India made significant progress in reducing maternal mortality in the last two decades1. A part of the efforts focussed on promoting institutional deliveries through Janani Suraksha Yojana and Janani Shishu Suraksha Karyakram. As per recent studies, about 80 per cent of mothers in India deliver at a health facility2-4. However, the rise in institutional deliveries has not been commensurate with the fall in maternal deaths. Persistent high mortality despite a high institutional delivery rate emphasizes the need to improve quality of maternity care services3.

In order to strengthen the quality of intra-partum and immediate post-partum care, the Government of India launched the Dakshata programme in 2015. Its objectives are to strengthen the capacity of healthcare providers, improve adherence to evidence-based critical practices, ensure availability of essential supplies and improve data keeping and implement maternal and new-born health (MNH) tool kit3. Utilization of safe childbirth checklist (SCC), a simple tool to enhance compliance to essential practices during childbirth (on admission of mother, just before birth, immediately after birth and on discharge), is an important component of the programme. Since its launch, the programme has been rolled out in 2000 facilities in India and 290 facilities in the western State of Maharashtra. Despite this, 500 maternal deaths were reported from nine districts of Maharashtra with substantial Scheduled Tribe (ST) population5.
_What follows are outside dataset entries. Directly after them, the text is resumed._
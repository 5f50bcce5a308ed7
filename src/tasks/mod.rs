//! Orchestration module
//! 
//! This module contains the timer modes, the session that runs them on one
//! clock, and the interactive menu.

pub mod menu;
pub mod session;

// Re-export main types
pub use menu::{Menu, MenuChoice};
pub use session::{Mode, Presets, Session};
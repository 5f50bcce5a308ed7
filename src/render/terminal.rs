//! In-place frame output on a terminal-like sink

use std::io::{self, Write};

use crossterm::{
    cursor::{Hide, MoveToColumn, MoveToNextLine, MoveUp, Show},
    queue,
    style::Print,
    terminal::{Clear, ClearType},
};

use super::DisplaySnapshot;

/// Lines occupied by one frame
pub const FRAME_LINES: u16 = 3;

/// Output sink that redraws a three-line frame over itself
#[derive(Debug)]
pub struct Terminal<W: Write> {
    out: W,
}

impl<W: Write> Terminal<W> {
    pub fn new(out: W) -> Self {
        Self { out }
    }

    pub fn get_ref(&self) -> &W {
        &self.out
    }

    pub fn get_mut(&mut self) -> &mut W {
        &mut self.out
    }

    /// Blank spacer line before the first frame of a run
    pub fn begin(&mut self) -> io::Result<()> {
        queue!(self.out, Print("\n"), Hide)?;
        self.out.flush()
    }

    /// Write a frame, leaving the cursor on the line below it
    pub fn draw(&mut self, snapshot: &DisplaySnapshot) -> io::Result<()> {
        for line in snapshot.lines() {
            queue!(
                self.out,
                MoveToColumn(0),
                Print(line),
                Clear(ClearType::UntilNewLine),
                Print("\n")
            )?;
        }
        Ok(())
    }

    /// Move back to the first line of the frame just drawn and flush
    pub fn rewind(&mut self) -> io::Result<()> {
        queue!(self.out, MoveUp(FRAME_LINES))?;
        self.out.flush()
    }

    /// Leave the final frame on screen
    pub fn finish(&mut self) -> io::Result<()> {
        queue!(self.out, Show)?;
        self.out.flush()
    }
}

/// Put the cursor below an interrupted frame and make it visible again
pub fn restore<W: Write>(out: &mut W, frame_on_screen: bool) -> io::Result<()> {
    if frame_on_screen {
        queue!(out, MoveToNextLine(FRAME_LINES))?;
    }
    queue!(out, Show, Print("\n"))?;
    out.flush()
}

#[cfg(test)]
mod tests {
    use super::*;
    use crate::render::render;

    fn text(terminal: &Terminal<Vec<u8>>) -> String {
        String::from_utf8_lossy(terminal.get_ref()).into_owned()
    }

    #[test]
    fn draw_writes_three_lines() {
        let mut terminal = Terminal::new(Vec::new());
        terminal.draw(&render(65, 65)).unwrap();

        let out = text(&terminal);
        assert_eq!(out.matches('\n').count(), 3);
        assert!(out.contains("Time Remaining: 01:05"));
        assert!(out.contains("Minutes: \u{25AE}"));
        assert!(out.contains("Seconds: \u{25AF}     "));
    }

    #[test]
    fn rewind_moves_up_one_frame() {
        let mut terminal = Terminal::new(Vec::new());
        terminal.draw(&render(10, 10)).unwrap();
        terminal.rewind().unwrap();

        assert!(text(&terminal).ends_with("\x1b[3A"));
    }

    #[test]
    fn restore_skips_past_frame_only_when_drawn() {
        let mut idle = Vec::new();
        restore(&mut idle, false).unwrap();
        assert!(!String::from_utf8_lossy(&idle).contains("\x1b[3E"));

        let mut running = Vec::new();
        restore(&mut running, true).unwrap();
        assert!(String::from_utf8_lossy(&running).contains("\x1b[3E"));
    }
}
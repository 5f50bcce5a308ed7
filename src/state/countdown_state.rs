//! Countdown state structure and transitions

use serde::{Deserialize, Serialize};

/// Authoritative state of one countdown run
#[derive(Debug, Clone, Copy, PartialEq, Eq, Serialize, Deserialize)]
pub struct CountdownState {
    total_seconds: u64,
    remaining_seconds: u64,
    completed: bool,
    /// True between `start` and the final frame
    active: bool,
}

impl CountdownState {
    /// Create an idle state that has never run
    pub fn new() -> Self {
        Self {
            total_seconds: 0,
            remaining_seconds: 0,
            completed: false,
            active: false,
        }
    }

    /// Begin a new run of `total_seconds`, discarding the previous one
    pub fn reset(&mut self, total_seconds: u64) {
        self.total_seconds = total_seconds;
        self.remaining_seconds = total_seconds;
        self.completed = false;
        self.active = true;
    }

    /// Consume one second
    pub fn tick(&mut self) {
        self.remaining_seconds = self.remaining_seconds.saturating_sub(1);
    }

    /// Mark the terminal tick as reached
    pub fn complete(&mut self) {
        debug_assert_eq!(self.remaining_seconds, 0);
        self.completed = true;
        self.active = false;
    }

    pub fn total_seconds(&self) -> u64 {
        self.total_seconds
    }

    pub fn remaining_seconds(&self) -> u64 {
        self.remaining_seconds
    }

    pub fn is_completed(&self) -> bool {
        self.completed
    }

    /// Check if a run is in progress
    pub fn is_active(&self) -> bool {
        self.active
    }
}

impl Default for CountdownState {
    fn default() -> Self {
        Self::new()
    }
}
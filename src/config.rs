//! Configuration and CLI argument handling

use std::path::PathBuf;

use clap::{Parser, Subcommand, ValueEnum};

use crate::{
    error::ClockError,
    services::{default_player, BellAlert, Notifier, SilentAlert, SoundAlert},
    state::duration,
    tasks::{Mode, Presets},
};

/// CLI argument parsing structure
#[derive(Debug, Parser)]
#[command(name = "countdown-clock")]
#[command(about = "A terminal countdown clock with progress gauges")]
#[command(version)]
pub struct Config {
    /// Timer to run; shows the interactive menu when omitted
    #[command(subcommand)]
    pub mode: Option<ModeCommand>,

    /// How to signal that a timer finished
    #[arg(long, value_enum, default_value_t = AlertKind::Sound)]
    pub alert: AlertKind,

    /// Sound file played by the alert
    #[arg(long, default_value = "alert.wav")]
    pub sound: PathBuf,

    /// Audio player used for the alert sound
    #[arg(long)]
    pub player: Option<String>,

    /// Sprint length in minutes
    #[arg(long, default_value = "40")]
    pub sprint_minutes: u64,

    /// Break length in minutes
    #[arg(long, default_value = "5")]
    pub break_minutes: u64,

    /// Pomodoro work phase in minutes
    #[arg(long, default_value = "25")]
    pub work_minutes: u64,

    /// Pomodoro break phase in minutes
    #[arg(long, default_value = "5")]
    pub rest_minutes: u64,

    /// Print the session summary as JSON
    #[arg(long)]
    pub json_summary: bool,

    /// Enable verbose logging
    #[arg(short, long)]
    pub verbose: bool,
}

/// Timer modes selectable from the command line
#[derive(Debug, Clone, Subcommand)]
pub enum ModeCommand {
    /// Focused work session
    Sprint,
    /// Short rest
    Break,
    /// Any duration
    Custom {
        /// Minutes
        #[arg(short, long, allow_negative_numbers = true)]
        minutes: i64,
        /// Extra seconds
        #[arg(short, long, allow_negative_numbers = true)]
        seconds: Option<i64>,
    },
    /// Work and break cycles
    Pomodoro {
        /// Number of cycles
        #[arg(short, long, default_value = "1")]
        cycles: u32,
    },
}

impl ModeCommand {
    /// Validate durations and convert into a runnable mode
    pub fn into_mode(self) -> Result<Mode, ClockError> {
        Ok(match self {
            ModeCommand::Sprint => Mode::Sprint,
            ModeCommand::Break => Mode::Break,
            ModeCommand::Custom { minutes, seconds } => Mode::Custom {
                minutes,
                seconds,
                total_seconds: duration::from_parts(minutes, seconds.unwrap_or(0))?,
            },
            ModeCommand::Pomodoro { cycles } => Mode::Pomodoro { cycles },
        })
    }
}

/// Completion alert kinds
#[derive(Debug, Clone, Copy, PartialEq, Eq, ValueEnum)]
pub enum AlertKind {
    /// Play the sound file, falling back to the bell
    Sound,
    /// Terminal bell only
    Bell,
    /// No alert
    None,
}

impl Config {
    /// Parse configuration from command line arguments
    pub fn parse() -> Self {
        Parser::parse()
    }

    /// Get the appropriate log level based on verbose flag
    pub fn log_level(&self) -> &'static str {
        if self.verbose { "debug" } else { "warn" }
    }

    /// Preset lengths in seconds, rejecting presets longer than a day
    pub fn presets(&self) -> Result<Presets, ClockError> {
        Ok(Presets {
            sprint_seconds: duration::from_unsigned_minutes(self.sprint_minutes)?,
            break_seconds: duration::from_unsigned_minutes(self.break_minutes)?,
            work_seconds: duration::from_unsigned_minutes(self.work_minutes)?,
            rest_seconds: duration::from_unsigned_minutes(self.rest_minutes)?,
        })
    }

    /// Build the configured alert
    pub fn notifier(&self) -> Box<dyn Notifier> {
        match self.alert {
            AlertKind::Sound => Box::new(SoundAlert::new(
                self.player.as_deref().unwrap_or(default_player()),
                self.sound.clone(),
            )),
            AlertKind::Bell => Box::new(BellAlert),
            AlertKind::None => Box::new(SilentAlert),
        }
    }
}
//! External collaborator module
//! 
//! This module contains the completion alerts the clock triggers.

pub mod alert;

// Re-export main types
pub use alert::{default_player, ring_bell, BellAlert, Notifier, SilentAlert, SoundAlert};
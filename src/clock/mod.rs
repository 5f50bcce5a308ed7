//! Countdown engine module
//!
//! The clock itself and the tick sources that pace it.

pub mod countdown;
pub mod ticker;

// Re-export main types
pub use countdown::CountdownClock;
pub use ticker::{TickSource, WallClock};
//! Conversion of user-facing durations into whole seconds

use crate::error::ClockError;

/// Longest accepted timer; the minute gauge draws one cell per minute
pub const MAX_SECONDS: u64 = 24 * 60 * 60;

/// Seconds in `minutes` whole minutes
pub fn from_minutes(minutes: i64) -> Result<u64, ClockError> {
    from_parts(minutes, 0)
}

/// Seconds in `minutes` minutes plus `seconds` seconds
///
/// Negative components, overflow and totals above [`MAX_SECONDS`] are rejected.
pub fn from_parts(minutes: i64, seconds: i64) -> Result<u64, ClockError> {
    let invalid = || ClockError::InvalidDuration { minutes, seconds };

    if minutes < 0 || seconds < 0 {
        return Err(invalid());
    }

    let total = minutes
        .checked_mul(60)
        .and_then(|m| m.checked_add(seconds))
        .ok_or_else(invalid)?;

    u64::try_from(total)
        .ok()
        .filter(|total| *total <= MAX_SECONDS)
        .ok_or_else(invalid)
}

/// Seconds in an unsigned minute count, as taken from the command line
pub fn from_unsigned_minutes(minutes: u64) -> Result<u64, ClockError> {
    from_minutes(i64::try_from(minutes).unwrap_or(i64::MAX))
}
//! Interactive menu loop

use std::io::Write;

use anyhow::Context;
use tokio::io::{AsyncBufRead, AsyncBufReadExt};
use tracing::debug;

use super::{Mode, Session};
use crate::{clock::TickSource, services::Notifier, state::duration};

const MENU: &str = "\n  ================================
       PRODUCTIVITY TIMER
  ================================
  1. Sprint
  2. Break
  3. Custom Timer
  4. Pomodoro
  5. Exit
  ================================";

/// Entries of the main menu
#[derive(Debug, Clone, Copy, PartialEq, Eq)]
pub enum MenuChoice {
    Sprint,
    Break,
    Custom,
    Pomodoro,
    Exit,
}

impl MenuChoice {
    /// Parse a menu selection, `None` for anything unrecognised
    pub fn parse(input: &str) -> Option<Self> {
        match input.trim() {
            "1" => Some(MenuChoice::Sprint),
            "2" => Some(MenuChoice::Break),
            "3" => Some(MenuChoice::Custom),
            "4" => Some(MenuChoice::Pomodoro),
            "5" => Some(MenuChoice::Exit),
            _ => None,
        }
    }
}

/// Reads menu selections and runs the chosen timers until Exit or end of input
pub struct Menu<R> {
    input: R,
}

impl<R: AsyncBufRead + Unpin> Menu<R> {
    pub fn new(input: R) -> Self {
        Self { input }
    }

    /// Show the menu until the user exits
    pub async fn run<W, T, A>(&mut self, session: &mut Session<W, T, A>) -> anyhow::Result<()>
    where
        W: Write,
        T: TickSource,
        A: Notifier,
    {
        loop {
            session.say(MENU)?;
            let Some(line) = self.ask(session, "  Choose an option: ").await? else {
                break;
            };

            let mode = match MenuChoice::parse(&line) {
                Some(MenuChoice::Sprint) => Mode::Sprint,
                Some(MenuChoice::Break) => Mode::Break,
                Some(MenuChoice::Custom) => match self.ask_custom(session).await? {
                    Some(Ok(mode)) => mode,
                    Some(Err(message)) => {
                        session.say(&message)?;
                        continue;
                    }
                    None => break,
                },
                Some(MenuChoice::Pomodoro) => match self.ask_cycles(session).await? {
                    Some(Ok(mode)) => mode,
                    Some(Err(message)) => {
                        session.say(&message)?;
                        continue;
                    }
                    None => break,
                },
                Some(MenuChoice::Exit) => break,
                None => {
                    debug!("Unrecognised menu input {:?}", line);
                    session.say("\n  Invalid option. Try again.")?;
                    continue;
                }
            };

            session.run_mode(&mode).await?;
        }

        session.say("\n  Goodbye!\n")
    }

    /// Prompt and read one line; `None` at end of input
    ///
    /// Bytes that are not UTF-8 are replaced, so they fail to parse like any
    /// other unrecognised input.
    async fn ask<W, T, A>(
        &mut self,
        session: &mut Session<W, T, A>,
        prompt: &str,
    ) -> anyhow::Result<Option<String>>
    where
        W: Write,
        T: TickSource,
        A: Notifier,
    {
        session.prompt(prompt)?;

        let mut buf = Vec::new();
        let read = self
            .input
            .read_until(b'\n', &mut buf)
            .await
            .context("Failed to read input")?;
        if read == 0 {
            return Ok(None);
        }

        let line = String::from_utf8_lossy(&buf);
        Ok(Some(line.trim_end_matches(['\n', '\r']).to_string()))
    }

    /// Inner `Err` carries a message to show before returning to the menu
    async fn ask_custom<W, T, A>(
        &mut self,
        session: &mut Session<W, T, A>,
    ) -> anyhow::Result<Option<Result<Mode, String>>>
    where
        W: Write,
        T: TickSource,
        A: Notifier,
    {
        let Some(line) = self.ask(session, "\n  Enter minutes: ").await? else {
            return Ok(None);
        };
        let Ok(minutes) = line.trim().parse::<i64>() else {
            return Ok(Some(Err("\n  Invalid number. Try again.".to_string())));
        };

        let Some(answer) = self.ask(session, "  Add seconds too? (y/n): ").await? else {
            return Ok(None);
        };

        let seconds = if answer.trim().eq_ignore_ascii_case("y") {
            let Some(line) = self.ask(session, "  Enter seconds: ").await? else {
                return Ok(None);
            };
            match line.trim().parse::<i64>() {
                Ok(seconds) => Some(seconds),
                Err(_) => return Ok(Some(Err("\n  Invalid number. Try again.".to_string()))),
            }
        } else {
            None
        };

        Ok(Some(
            duration::from_parts(minutes, seconds.unwrap_or(0))
                .map(|total_seconds| Mode::Custom {
                    minutes,
                    seconds,
                    total_seconds,
                })
                .map_err(|e| format!("\n  {}. Try again.", e)),
        ))
    }

    async fn ask_cycles<W, T, A>(
        &mut self,
        session: &mut Session<W, T, A>,
    ) -> anyhow::Result<Option<Result<Mode, String>>>
    where
        W: Write,
        T: TickSource,
        A: Notifier,
    {
        let Some(line) = self.ask(session, "\n  How many Pomodoro cycles? ").await? else {
            return Ok(None);
        };

        Ok(Some(
            line.trim()
                .parse::<u32>()
                .map(|cycles| Mode::Pomodoro { cycles })
                .map_err(|_| "\n  Invalid number. Try again.".to_string()),
        ))
    }
}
There is a paucity of data documenting the facilitators and barriers that the health system and providers face while implementing the Dakshata programme in tribal areas. The objective of the present study was to understand these factors in the tribal district of Palghar in Maharashtra at four public health facilities.

The study was approved by the Institutional Ethics Committee of the Indian Council of Medical Research (ICMR)–National Institute for Research in Reproductive and Child Health (NIRRH), Mumbai. It was conducted from January to August 2021 and had two components – a cross-sectional facility assessment (FA) and qualitative interviews (QIs) of healthcare providers. FA was carried out at four high delivery load public health facilities chosen purposively following consultations with the State and district health authorities. The selected health facilities cater to about 60 per cent of the district’s ST population. Supervision and resource availability checklists of the Dakshata Programme Guidelines were used for assessing human resource, infrastructure, essential drugs and training status. Availability of essential drugs and functionality of equipments were physically verified. Adherence to critical practices was observed at four pause points – on admission, before delivery, after delivery and before discharge. Five randomly selected case records in the labour ward were assessed for completion of partograph and SCC. Using a semi-structured questionnaire, 17 interviews were conducted. Medical superintendent, gynaecologist, labour room in-charge (LRIC) and a staff nurse were interviewed at each facility. A descriptive approach was used to elicit knowledge about Dakshata, factors affecting the conduct of deliveries, administrative support, availability of essentials and human resource and infrastructure and laboratory facilities. This approach was preferred as it provided a direct description of the actual situation at the public health facilities under consideration.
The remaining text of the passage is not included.